- **Task brief**: Search the material below for the string "external" and list each line that holds it.
┏━━
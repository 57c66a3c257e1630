//! Detectors run by the pipeline for every frame.
//!
//! The pipeline only sees the [`Detector`] trait; posture and emotion are two
//! implementations wrapping external providers.

use std::{
    sync::{Arc, Mutex, PoisonError},
    time::Instant,
};

use pose_core::{
    BedFrame, EmotionProvider, LandmarkProvider, LandmarkSet, LandmarkSmoother, PostureAssessment,
    PostureLabel, PostureStabilizer, assess,
};
use serde::Serialize;
use thiserror::Error;
use video_ingest::Frame;

use crate::{
    config::SmoothingConfig,
    state::{DetectionState, Feature},
};

/// Emotion label reported when the provider finds no face.
pub const EMOTION_NO_FACE: &str = "no-face";

/// Output of one detector for one frame.
#[derive(Debug, Clone, Serialize)]
#[serde(tag = "kind", rename_all = "snake_case")]
pub enum DetectorResult {
    Posture {
        label: PostureLabel,
        /// Smoothed landmarks; `None` when no subject was found.
        landmarks: Option<LandmarkSet>,
        /// `landmarks` mapped into bed coordinates when a bed is configured.
        #[serde(skip_serializing_if = "Option::is_none")]
        bed_landmarks: Option<LandmarkSet>,
        assessment: Option<PostureAssessment>,
    },
    Emotion {
        label: String,
    },
}

#[derive(Debug, Error)]
pub enum DetectorError {
    #[error("detector {detector} exceeded its {timeout_ms} ms budget")]
    TimedOut {
        detector: &'static str,
        timeout_ms: u64,
    },
    #[error("detector {detector} panicked")]
    Panicked { detector: &'static str },
    #[error("detector {detector} still busy or worker pool saturated; skipped")]
    Saturated { detector: &'static str },
    #[error("detector {detector} provider failed")]
    Provider {
        detector: &'static str,
        #[source]
        source: anyhow::Error,
    },
}

impl DetectorError {
    /// Metric label for the failure class.
    pub fn kind(&self) -> &'static str {
        match self {
            DetectorError::TimedOut { .. } => "timeout",
            DetectorError::Panicked { .. } => "panic",
            DetectorError::Saturated { .. } => "saturated",
            DetectorError::Provider { .. } => "provider",
        }
    }

    pub fn detector(&self) -> &'static str {
        match self {
            DetectorError::TimedOut { detector, .. }
            | DetectorError::Panicked { detector }
            | DetectorError::Saturated { detector }
            | DetectorError::Provider { detector, .. } => detector,
        }
    }
}

/// A per-frame visual classifier.
///
/// `Ok(None)` means the detector has nothing to contribute for this frame
/// (for instance because its feature is disabled).
pub trait Detector: Send + Sync {
    fn name(&self) -> &'static str;
    fn detect(&self, frame: &Frame) -> Result<Option<DetectorResult>, DetectorError>;
}

/// Landmarks → smoothing → geometric classification.
pub struct PostureDetector {
    provider: Box<dyn LandmarkProvider>,
    smoother: Mutex<LandmarkSmoother>,
    stabilizer: Option<Mutex<PostureStabilizer>>,
    bed_frame: Option<BedFrame>,
    state: Arc<DetectionState>,
}

impl PostureDetector {
    pub const NAME: &'static str = "posture";

    pub fn new(
        provider: Box<dyn LandmarkProvider>,
        state: Arc<DetectionState>,
        smoothing: &SmoothingConfig,
    ) -> Self {
        let stabilizer = smoothing.stabilize.then(|| {
            Mutex::new(PostureStabilizer::new(
                smoothing.vote_window,
                smoothing.min_hold,
            ))
        });
        Self {
            provider,
            smoother: Mutex::new(LandmarkSmoother::new(smoothing.window, smoothing.factor)),
            stabilizer,
            bed_frame: smoothing.bed_frame,
            state,
        }
    }

    fn stabilize(&self, label: PostureLabel) -> PostureLabel {
        match &self.stabilizer {
            Some(stabilizer) => stabilizer
                .lock()
                .unwrap_or_else(PoisonError::into_inner)
                .push(label, Instant::now()),
            None => label,
        }
    }
}

impl Detector for PostureDetector {
    fn name(&self) -> &'static str {
        Self::NAME
    }

    fn detect(&self, frame: &Frame) -> Result<Option<DetectorResult>, DetectorError> {
        if !self.state.is_enabled(Feature::Posture) {
            return Ok(None);
        }

        let raw = self
            .provider
            .detect(frame)
            .map_err(|source| DetectorError::Provider {
                detector: Self::NAME,
                source,
            })?;

        let mut smoother = self.smoother.lock().unwrap_or_else(PoisonError::into_inner);
        let Some(raw) = raw else {
            smoother.reset();
            drop(smoother);
            return Ok(Some(DetectorResult::Posture {
                label: self.stabilize(PostureLabel::Undetected),
                landmarks: None,
                bed_landmarks: None,
                assessment: None,
            }));
        };
        let smoothed = smoother.smooth(&raw);
        drop(smoother);

        let assessment = assess(Some(&smoothed));
        let bed_landmarks = self.bed_frame.map(|bed| bed.transform(&smoothed));
        Ok(Some(DetectorResult::Posture {
            label: self.stabilize(assessment.label),
            landmarks: Some(smoothed),
            bed_landmarks,
            assessment: Some(assessment),
        }))
    }
}

/// Facial emotion through an external provider.
pub struct EmotionDetector {
    provider: Box<dyn EmotionProvider>,
    state: Arc<DetectionState>,
}

impl EmotionDetector {
    pub const NAME: &'static str = "emotion";

    pub fn new(provider: Box<dyn EmotionProvider>, state: Arc<DetectionState>) -> Self {
        Self { provider, state }
    }
}

impl Detector for EmotionDetector {
    fn name(&self) -> &'static str {
        Self::NAME
    }

    fn detect(&self, frame: &Frame) -> Result<Option<DetectorResult>, DetectorError> {
        if !self.state.is_enabled(Feature::Emotion) {
            return Ok(None);
        }
        let label = self
            .provider
            .detect(frame)
            .map_err(|source| DetectorError::Provider {
                detector: Self::NAME,
                source,
            })?
            .unwrap_or_else(|| EMOTION_NO_FACE.to_string());
        Ok(Some(DetectorResult::Emotion { label }))
    }
}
┗━━
- **Answer to the exercise**:
//! implementations wrapping external providers.
/// Facial emotion through an external provider.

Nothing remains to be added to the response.